A naturalized gut microbiome interacts with dietary fibers to protect against colonic inflammation.

"Feralized" mice, housed in farmyard-type environments, show a matured immunophenotype, altered intestinal barrier, and a shifted gut microbiome compared to conventionally housed laboratory mice. Since dietary fibers support gut health in part by microbial fermentation into immunomodulatory short-chain fatty acids, we hypothesized that feralization influences the intestinal barrier by enhancing the fiber-degrading properties of the microbiome. We explored whether susceptibility to low-grade dextran sulfate sodium-induced colitis differed between feralized and clean laboratory mice fed diets high or low in fermentable fibers. Feralized mice were protected against colitis, displaying low disease scores and biomarkers of inflammation in feces, plasma, and liver; and altered colonic mucosal gene expression, compared to clean mice.
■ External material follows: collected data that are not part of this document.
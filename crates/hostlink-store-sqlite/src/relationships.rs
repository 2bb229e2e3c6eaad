//! [`RelationshipStore`] for [`SqliteStore`].
//!
//! Every mutation runs inside one `IMMEDIATE` transaction, and counters are
//! adjusted with in-place SQL arithmetic. Rust code reads counters only to
//! derive the tier.

use chrono::Utc;
use rusqlite::{Connection, OptionalExtension as _, TransactionBehavior};
use uuid::Uuid;

use hostlink_core::{
  classify::{Thresholds, classify},
  observation::{Observation, TaxonPair},
  relationship::{Relationship, RelationshipQuery, Unlinked},
  store::RelationshipStore,
};

use crate::{
  Result, SqliteStore,
  encode::{
    OBSERVATION_COLUMNS, RELATIONSHIP_COLUMNS, RawObservation, RawRelationship, encode_dt,
    encode_tier, encode_uuid, sql_count,
  },
};

// ─── Transaction helpers ─────────────────────────────────────────────────────

fn select_relationship(conn: &Connection, relationship_id: &str) -> rusqlite::Result<RawRelationship> {
  conn.query_row(
    &format!("SELECT {RELATIONSHIP_COLUMNS} FROM relationships r WHERE r.relationship_id = ?1"),
    rusqlite::params![relationship_id],
    RawRelationship::from_row,
  )
}

/// Recompute and store the tier of one row. Returns the row as it now stands.
fn reclassify(
  conn: &Connection,
  relationship_id: &str,
  thresholds: &Thresholds,
) -> rusqlite::Result<RawRelationship> {
  let mut raw = select_relationship(conn, relationship_id)?;
  let tier = encode_tier(classify(raw.verified_count, raw.observation_count, thresholds));
  if raw.tier != tier {
    conn.execute(
      "UPDATE relationships SET tier = ?2 WHERE relationship_id = ?1",
      rusqlite::params![relationship_id, tier],
    )?;
    raw.tier = tier.to_owned();
  }
  Ok(raw)
}

/// What [`release_link`] did.
enum Released {
  NotLinked,
  Updated(RawRelationship),
  Deleted(RawRelationship),
}

/// Drop the link of `observation_id` and take its contribution back out of
/// the relationship it pointed at.
///
/// `verified_delta = None` subtracts the contribution recorded on the link.
/// Both counters are floored at zero; the row is deleted once both are zero.
fn release_link(
  conn: &Connection,
  observation_id: &str,
  verified_delta: Option<u32>,
  thresholds: &Thresholds,
  now: &str,
) -> rusqlite::Result<Released> {
  let link: Option<(String, u32)> = conn
    .query_row(
      "SELECT relationship_id, verified_contribution
       FROM relationship_links WHERE observation_id = ?1",
      rusqlite::params![observation_id],
      |r| Ok((r.get(0)?, r.get(1)?)),
    )
    .optional()?;
  let Some((relationship_id, recorded)) = link else {
    return Ok(Released::NotLinked);
  };

  conn.execute(
    "DELETE FROM relationship_links WHERE observation_id = ?1",
    rusqlite::params![observation_id],
  )?;
  conn.execute(
    "UPDATE relationships SET
       observation_count = MAX(observation_count - 1, 0),
       verified_count    = MAX(verified_count - ?2, 0),
       updated_at        = ?3
     WHERE relationship_id = ?1",
    rusqlite::params![relationship_id, verified_delta.unwrap_or(recorded), now],
  )?;

  let raw = reclassify(conn, &relationship_id, thresholds)?;
  if raw.observation_count == 0 && raw.verified_count == 0 {
    conn.execute(
      "DELETE FROM relationships WHERE relationship_id = ?1",
      rusqlite::params![relationship_id],
    )?;
    tracing::debug!(%relationship_id, "relationship row emptied and removed");
    return Ok(Released::Deleted(raw));
  }
  Ok(Released::Updated(raw))
}

// ─── RelationshipStore impl ──────────────────────────────────────────────────

impl RelationshipStore for SqliteStore {
  async fn upsert_and_link(
    &self,
    pair:                  TaxonPair,
    observation_id:        Uuid,
    verified_contribution: u32,
    thresholds:            Thresholds,
  ) -> Result<Relationship> {
    let new_id_str  = encode_uuid(Uuid::new_v4());
    let subject_str = encode_uuid(pair.subject_taxon_id);
    let host_str    = encode_uuid(pair.host_taxon_id);
    let obs_str     = encode_uuid(observation_id);
    let empty_tier  = encode_tier(classify(0, 0, &thresholds));
    let now         = encode_dt(Utc::now());

    let raw: RawRelationship = self
      .conn
      .call(move |conn| {
        let tx = conn.transaction_with_behavior(TransactionBehavior::Immediate)?;

        release_link(&tx, &obs_str, None, &thresholds, &now)?;

        tx.execute(
          "INSERT INTO relationships (
             relationship_id, subject_taxon_id, host_taxon_id,
             observation_count, verified_count, tier, created_at, updated_at
           ) VALUES (?1, ?2, ?3, 0, 0, ?4, ?5, ?5)
           ON CONFLICT (subject_taxon_id, host_taxon_id) DO NOTHING",
          rusqlite::params![new_id_str, subject_str, host_str, empty_tier, now],
        )?;
        let relationship_id: String = tx.query_row(
          "SELECT relationship_id FROM relationships
           WHERE subject_taxon_id = ?1 AND host_taxon_id = ?2",
          rusqlite::params![subject_str, host_str],
          |r| r.get(0),
        )?;

        tx.execute(
          "UPDATE relationships SET
             observation_count = observation_count + 1,
             verified_count    = verified_count + ?2,
             updated_at        = ?3
           WHERE relationship_id = ?1",
          rusqlite::params![relationship_id, verified_contribution, now],
        )?;
        tx.execute(
          "INSERT INTO relationship_links (
             observation_id, relationship_id, verified_contribution, linked_at
           ) VALUES (?1, ?2, ?3, ?4)",
          rusqlite::params![obs_str, relationship_id, verified_contribution, now],
        )?;

        let raw = reclassify(&tx, &relationship_id, &thresholds)?;
        tx.commit()?;
        Ok(raw)
      })
      .await?;

    raw.into_relationship()
  }

  async fn remove_link_and_decrement(
    &self,
    observation_id: Uuid,
    verified_delta: u32,
    thresholds:     Thresholds,
  ) -> Result<Unlinked> {
    let obs_str = encode_uuid(observation_id);
    let now     = encode_dt(Utc::now());

    let released = self
      .conn
      .call(move |conn| {
        let tx = conn.transaction_with_behavior(TransactionBehavior::Immediate)?;
        let released = release_link(&tx, &obs_str, Some(verified_delta), &thresholds, &now)?;
        tx.commit()?;
        Ok(released)
      })
      .await?;

    Ok(match released {
      Released::NotLinked => Unlinked::NotLinked,
      Released::Updated(raw) => Unlinked::Updated(raw.into_relationship()?),
      Released::Deleted(raw) => Unlinked::Deleted(raw.into_relationship()?),
    })
  }

  async fn reclassify_all(&self, thresholds: Thresholds) -> Result<usize> {
    let changed = self
      .conn
      .call(move |conn| {
        let tx = conn.transaction_with_behavior(TransactionBehavior::Immediate)?;
        let rows: Vec<(String, u32, u32, String)> = {
          let mut stmt = tx.prepare(
            "SELECT relationship_id, verified_count, observation_count, tier FROM relationships",
          )?;
          stmt
            .query_map([], |r| Ok((r.get(0)?, r.get(1)?, r.get(2)?, r.get(3)?)))?
            .collect::<rusqlite::Result<Vec<_>>>()?
        };

        let mut changed = 0;
        for (relationship_id, verified, observed, stored) in rows {
          let tier = encode_tier(classify(verified, observed, &thresholds));
          if stored != tier {
            tx.execute(
              "UPDATE relationships SET tier = ?2 WHERE relationship_id = ?1",
              rusqlite::params![relationship_id, tier],
            )?;
            changed += 1;
          }
        }
        tx.commit()?;
        Ok(changed)
      })
      .await?;
    Ok(changed)
  }

  async fn get_relationship(&self, pair: TaxonPair) -> Result<Option<Relationship>> {
    let subject_str = encode_uuid(pair.subject_taxon_id);
    let host_str    = encode_uuid(pair.host_taxon_id);

    let raw: Option<RawRelationship> = self
      .conn
      .call(move |conn| {
        Ok(conn
          .query_row(
            &format!(
              "SELECT {RELATIONSHIP_COLUMNS} FROM relationships r
               WHERE r.subject_taxon_id = ?1 AND r.host_taxon_id = ?2"
            ),
            rusqlite::params![subject_str, host_str],
            RawRelationship::from_row,
          )
          .optional()?)
      })
      .await?;

    raw.map(RawRelationship::into_relationship).transpose()
  }

  async fn get_relationship_by_id(&self, id: Uuid) -> Result<Option<Relationship>> {
    let id_str = encode_uuid(id);

    let raw: Option<RawRelationship> = self
      .conn
      .call(move |conn| Ok(select_relationship(conn, &id_str).optional()?))
      .await?;

    raw.map(RawRelationship::into_relationship).transpose()
  }

  async fn relationship_for_observation(&self, observation_id: Uuid) -> Result<Option<Relationship>> {
    let obs_str = encode_uuid(observation_id);

    let raw: Option<RawRelationship> = self
      .conn
      .call(move |conn| {
        Ok(conn
          .query_row(
            &format!(
              "SELECT {RELATIONSHIP_COLUMNS}
               FROM relationship_links l
               JOIN relationships r ON r.relationship_id = l.relationship_id
               WHERE l.observation_id = ?1"
            ),
            rusqlite::params![obs_str],
            RawRelationship::from_row,
          )
          .optional()?)
      })
      .await?;

    raw.map(RawRelationship::into_relationship).transpose()
  }

  async fn list_relationships(&self, query: &RelationshipQuery) -> Result<Vec<Relationship>> {
    let subject_str = query.subject_taxon_id.map(encode_uuid);
    let host_str    = query.host_taxon_id.map(encode_uuid);
    let tier_str    = query.tier.map(encode_tier);
    let limit_val   = sql_count(query.limit.unwrap_or(100));
    let offset_val  = sql_count(query.offset.unwrap_or(0));

    let raws: Vec<RawRelationship> = self
      .conn
      .call(move |conn| {
        let mut stmt = conn.prepare(&format!(
          "SELECT {RELATIONSHIP_COLUMNS}
           FROM relationships r
           WHERE (?1 IS NULL OR r.subject_taxon_id = ?1)
             AND (?2 IS NULL OR r.host_taxon_id = ?2)
             AND (?3 IS NULL OR r.tier = ?3)
           ORDER BY r.verified_count DESC, r.observation_count DESC, r.rowid
           LIMIT ?4 OFFSET ?5"
        ))?;
        let rows = stmt
          .query_map(
            rusqlite::params![subject_str, host_str, tier_str, limit_val, offset_val],
            RawRelationship::from_row,
          )?
          .collect::<rusqlite::Result<Vec<_>>>()?;
        Ok(rows)
      })
      .await?;

    raws.into_iter().map(RawRelationship::into_relationship).collect()
  }

  async fn relationship_observations(&self, relationship_id: Uuid) -> Result<Vec<Observation>> {
    let id_str = encode_uuid(relationship_id);

    let raws: Vec<RawObservation> = self
      .conn
      .call(move |conn| {
        let mut stmt = conn.prepare(&format!(
          "SELECT {OBSERVATION_COLUMNS}
           FROM relationship_links l
           JOIN observations o ON o.observation_id = l.observation_id
           WHERE l.relationship_id = ?1
           ORDER BY o.created_at DESC, o.rowid DESC"
        ))?;
        let rows = stmt
          .query_map(rusqlite::params![id_str], RawObservation::from_row)?
          .collect::<rusqlite::Result<Vec<_>>>()?;
        Ok(rows)
      })
      .await?;

    raws.into_iter().map(RawObservation::into_observation).collect()
  }
}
This protection was strongest with a fiber-rich diet, which, in contrast, worsened colitis in clean mice. Transfer of fecal microbiota from feralized mice to clean recipients conferred colitis protection. Fecal metagenome-assembled genomes revealed that the fiber-rich diet enriched the microbiome with predicted genes encoding fiber-degrading enzymes, while the low-fiber diet promoted mucin-degrading enzyme genes. However, the dominant microbial species contributing to these functions differed between feralized and laboratory mice. Differential abundance of bacterial taxa in feralized and laboratory mice further identified potential microbial modulators of colitis that merit targeted investigation in future studies. Overall, these findings suggest that fibers affect intestinal inflammation in a microbiota-dependent manner, underscoring the complex interplay between diet and microbiota in disease development.